I got a couple spare fruit fly cultures just in case, but I believe that I now have a large scale colony of my own!

Also, since my mantises are getting bigger, I invested in a large number of crickets today. In all I have over one hundred ranging from sizes pinhead to medium and I put them in an old medium-sized Kritter Keeper.

Yesterday I completely ran out of crickets (except for Dot, my pet cricket, who is not going to be a feeder) when feeding my mantises. Fortunately all mantises got something to eat, and tonight they will eat well!


----------



## hibiscusmile (Mar 6, 2010)

I think it is cute u got Dot! Sometime s when I feed off my crickets, I feel bad for them, especiallly when I grab their back by mistake and they are trying to reach whatever is holding onto them. thnakd now I feel really bad


----------



## JoeCapricorn (Mar 7, 2010)

hibiscusmile said:


> I think it is cute u got Dot! Sometime s when I feed off my crickets, I feel bad for them, especiallly when I grab their back by mistake and they are trying to reach whatever is holding onto them. thnakd now I feel really bad


Sad to say, Dot died  - cause unknown but might be dehydration or might be starvation (I only gave him spring mix and he might not have eaten any of it)

But that just leaves room for Dot 2, perhaps? All I did was separate a cricket and give it some sort of individuality by giving it a name. This name and separation from the colony is all that distinguished Dot from the rest.

I also got this new dry gut-load with all sorts of vitamins. Now the crickets will be even better for the mantises ^_^ - plus, this may resolve the problem I had with Dot. Even the smallest crickets are eating this stuff, some even take a piece and drag it with them and eat it somewhere else. I think I even see a cricket with its own horde pile. Hahahaha!

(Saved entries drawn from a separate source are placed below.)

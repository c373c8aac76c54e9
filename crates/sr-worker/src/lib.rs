// sr-worker: Generic consumer-group worker loop.
//
// One worker instance processes its stream sequentially; parallelism comes
// from running more instances with distinct consumer names in the same
// group. Per message: read the authoritative delivery count, invoke the
// handler, then ack (success), dead-letter + ack (delivery budget spent),
// or leave pending for backoff redelivery (budget remaining).
//
// # Delivery-count authority
// The external attempt counter (`retry:<stream>:<group>:<id>`) drives the
// DLQ decision so policy survives consumer-name changes. The log store's
// own delivery count is a hint only and is never reconciled against it.

use async_trait::async_trait;
use serde_json::json;
use std::sync::{Arc, Mutex};
use std::time::Duration;
use tracing::{debug, error, info, warn};

use sr_bus::{
    BusError, ConsumeRequest, ConsumerMessage, DlqReason, DlqRequest, EventBus, GroupStart,
};
use sr_core::{default_consumer_name, StopSource, StopToken};
use sr_state::{AttemptStore, StateError, DEFAULT_RETRY_KEY_TTL_SECONDS};

/// Hard cap on a single retry-backoff sleep.
const MAX_RETRY_BACKOFF: Duration = Duration::from_secs(10);

// ---------------------------------------------------------------------------
// Handler contract
// ---------------------------------------------------------------------------

/// Failure raised by a stream handler; governed by the delivery-count
/// policy. A handler that returns an error immediately and one whose
/// future fails later are treated identically.
#[derive(Debug, thiserror::Error)]
#[error("{message}")]
pub struct HandlerError {
    pub message: String,
}

impl HandlerError {
    pub fn new(message: impl Into<String>) -> HandlerError {
        HandlerError {
            message: message.into(),
        }
    }
}

impl From<String> for HandlerError {
    fn from(message: String) -> Self {
        HandlerError { message }
    }
}

impl From<&str> for HandlerError {
    fn from(message: &str) -> Self {
        HandlerError {
            message: message.to_owned(),
        }
    }
}

/// A stream message handler.
#[async_trait]
pub trait MessageHandler: Send + Sync {
    async fn handle(&self, message: &ConsumerMessage) -> Result<(), HandlerError>;
}

// ---------------------------------------------------------------------------
// Worker configuration
// ---------------------------------------------------------------------------

#[derive(Debug, Clone)]
pub struct WorkerConfig {
    pub stream: String,
    pub group: String,
    pub consumer: String,
    pub batch_size: usize,
    pub block: Duration,
    pub max_deliveries: u64,
    pub retry_key_ttl: Duration,
    /// Base backoff; attempt n sleeps `retry_backoff × n` (capped).
    pub retry_backoff: Duration,
}

impl WorkerConfig {
    /// Defaults per the transport configuration: batch 50, block 5 s,
    /// 5 deliveries, consumer `<role>-<host>-<pid>`.
    pub fn new(stream: impl Into<String>, group: impl Into<String>, role: &str) -> WorkerConfig {
        WorkerConfig {
            stream: stream.into(),
            group: group.into(),
            consumer: default_consumer_name(role),
            batch_size: 50,
            block: Duration::from_millis(5_000),
            max_deliveries: 5,
            retry_key_ttl: Duration::from_secs(DEFAULT_RETRY_KEY_TTL_SECONDS),
            retry_backoff: Duration::from_millis(50),
        }
    }
}

// ---------------------------------------------------------------------------
// Lifecycle
// ---------------------------------------------------------------------------

#[derive(Debug, Clone, Copy, PartialEq, Eq)]
pub enum WorkerState {
    Initialized,
    Running,
    Stopping,
    Stopped,
}

#[derive(Debug, thiserror::Error)]
pub enum WorkerError {
    #[error(transparent)]
    Bus(#[from] BusError),
    #[error(transparent)]
    State(#[from] StateError),
}

// ---------------------------------------------------------------------------
// StreamWorker
// ---------------------------------------------------------------------------

/// Consumer-group worker binding a handler to one stream.
pub struct StreamWorker {
    bus: Arc<dyn EventBus>,
    attempts: Arc<dyn AttemptStore>,
    handler: Arc<dyn MessageHandler>,
    cfg: WorkerConfig,
    stop: StopSource,
    state: Mutex<WorkerState>,
}

impl StreamWorker {
    pub fn new(
        bus: Arc<dyn EventBus>,
        attempts: Arc<dyn AttemptStore>,
        handler: Arc<dyn MessageHandler>,
        cfg: WorkerConfig,
    ) -> StreamWorker {
        StreamWorker {
            bus,
            attempts,
            handler,
            cfg,
            stop: StopSource::new(),
            state: Mutex::new(WorkerState::Initialized),
        }
    }

    pub fn state(&self) -> WorkerState {
        *self.state.lock().unwrap_or_else(std::sync::PoisonError::into_inner)
    }

    fn set_state(&self, state: WorkerState) {
        *self
            .state
            .lock()
            .unwrap_or_else(std::sync::PoisonError::into_inner) = state;
    }

    /// Ensure the consumer group exists, positioned at the stream head.
    pub async fn init(&self) -> Result<(), WorkerError> {
        self.bus
            .ensure_group(&self.cfg.stream, &self.cfg.group, GroupStart::Head)
            .await?;
        Ok(())
    }

    /// Signal the loop to stop. Idempotent. The in-flight message always
    /// completes its ack/DLQ decision before the loop exits.
    pub fn stop(&self) {
        if self.state() == WorkerState::Running {
            self.set_state(WorkerState::Stopping);
        }
        self.stop.stop();
    }

    /// Run until `stop()` is signalled.
    pub async fn start(&self) -> Result<(), WorkerError> {
        let token = self.stop.token();
        self.set_state(WorkerState::Running);
        info!(
            stream = %self.cfg.stream,
            group = %self.cfg.group,
            consumer = %self.cfg.consumer,
            "worker starting"
        );
        while !token.is_stopped() {
            match self.run_once().await {
                Ok(_) => {}
                Err(e) => {
                    error!(
                        stream = %self.cfg.stream,
                        group = %self.cfg.group,
                        error = %e,
                        "worker iteration failed"
                    );
                    self.sleep_interruptible(self.cfg.retry_backoff, &token).await;
                }
            }
        }
        self.set_state(WorkerState::Stopped);
        info!(stream = %self.cfg.stream, group = %self.cfg.group, "worker stopped");
        Ok(())
    }

    /// One loop iteration: read a batch, process each message to its
    /// ack/DLQ/pending decision. Returns the number of messages handled
    /// successfully. This is the entry point tests drive directly.
    pub async fn run_once(&self) -> Result<usize, WorkerError> {
        let token = self.stop.token();
        let messages = self
            .bus
            .consume_group(&ConsumeRequest {
                stream: self.cfg.stream.clone(),
                group: self.cfg.group.clone(),
                consumer: self.cfg.consumer.clone(),
                count: self.cfg.batch_size,
                block: self.cfg.block,
            })
            .await?;

        let mut handled = 0;
        for message in &messages {
            if self.process_message(message, &token).await? {
                handled += 1;
            }
            // Stop between messages, never between a handler outcome and
            // its ack/DLQ decision.
            if token.is_stopped() {
                break;
            }
        }
        Ok(handled)
    }

    /// Process one message to completion. Returns true on handler success.
    async fn process_message(
        &self,
        message: &ConsumerMessage,
        token: &StopToken,
    ) -> Result<bool, WorkerError> {
        let cfg = &self.cfg;
        let prior = self
            .attempts
            .get(&cfg.stream, &cfg.group, &message.id)
            .await?;
        debug!(
            stream = %cfg.stream,
            group = %cfg.group,
            id = %message.id,
            attempt = prior + 1,
            redelivered = message.redelivered,
            "handling message"
        );

        match self.handler.handle(message).await {
            Ok(()) => {
                self.bus
                    .ack(&cfg.stream, &cfg.group, &[message.id.clone()])
                    .await?;
                self.attempts
                    .clear(&cfg.stream, &cfg.group, &message.id)
                    .await?;
                Ok(true)
            }
            Err(handler_error) => {
                let count = self
                    .attempts
                    .increment(&cfg.stream, &cfg.group, &message.id, cfg.retry_key_ttl)
                    .await?;
                if count >= cfg.max_deliveries {
                    warn!(
                        stream = %cfg.stream,
                        group = %cfg.group,
                        id = %message.id,
                        attempt = count,
                        error = %handler_error,
                        "delivery budget spent, routing to DLQ"
                    );
                    self.bus
                        .move_to_dlq(DlqRequest {
                            source_stream: cfg.stream.clone(),
                            source_message_id: message.id.clone(),
                            reason: DlqReason::MaxDeliveriesExceeded,
                            payload: message.message.clone(),
                            metadata: json!({
                                "group": cfg.group,
                                "consumer": cfg.consumer,
                                "last_error": handler_error.message,
                            }),
                        })
                        .await?;
                    self.bus
                        .ack(&cfg.stream, &cfg.group, &[message.id.clone()])
                        .await?;
                    self.attempts
                        .clear(&cfg.stream, &cfg.group, &message.id)
                        .await?;
                } else {
                    let delay = cfg
                        .retry_backoff
                        .saturating_mul(count.min(u64::from(u32::MAX)) as u32)
                        .min(MAX_RETRY_BACKOFF);
                    warn!(
                        stream = %cfg.stream,
                        group = %cfg.group,
                        id = %message.id,
                        attempt = count,
                        delay_ms = delay.as_millis() as u64,
                        error = %handler_error,
                        "handler failed, leaving pending for redelivery"
                    );
                    self.sleep_interruptible(delay, token).await;
                }
                Ok(false)
            }
        }
    }

    async fn sleep_interruptible(&self, delay: Duration, token: &StopToken) {
        if delay.is_zero() {
            return;
        }
        tokio::select! {
            _ = tokio::time::sleep(delay) => {}
            _ = token.stopped() => {}
        }
    }
}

Since I am likely to figure out the cause of death for Dot, I can learn from this and better sustain the life of the colony crickets, which will in turn better benefit my mantises. Dot's death is not in vain. Neither is the death of each cricket and fruit fly that gets nomnomnom'd by the mantises.


----------



## hibiscusmile (Mar 7, 2010)

Yea, they like grain, but they do eat veggies, so maybe it was just sick. Try keeping two together, maybe like dogs they need a freind?


----------



## JoeCapricorn (Mar 8, 2010)

Oooo... I am excited about this now! The culture is going full speed. No pupations yet, but there are massive amounts of maggots.

I decided to supplement the culture with larger sized maggots as well from a fresh Hydei culture. This seems to have turned out better than I thought because the "blue stuff" is now spread evenly across the top.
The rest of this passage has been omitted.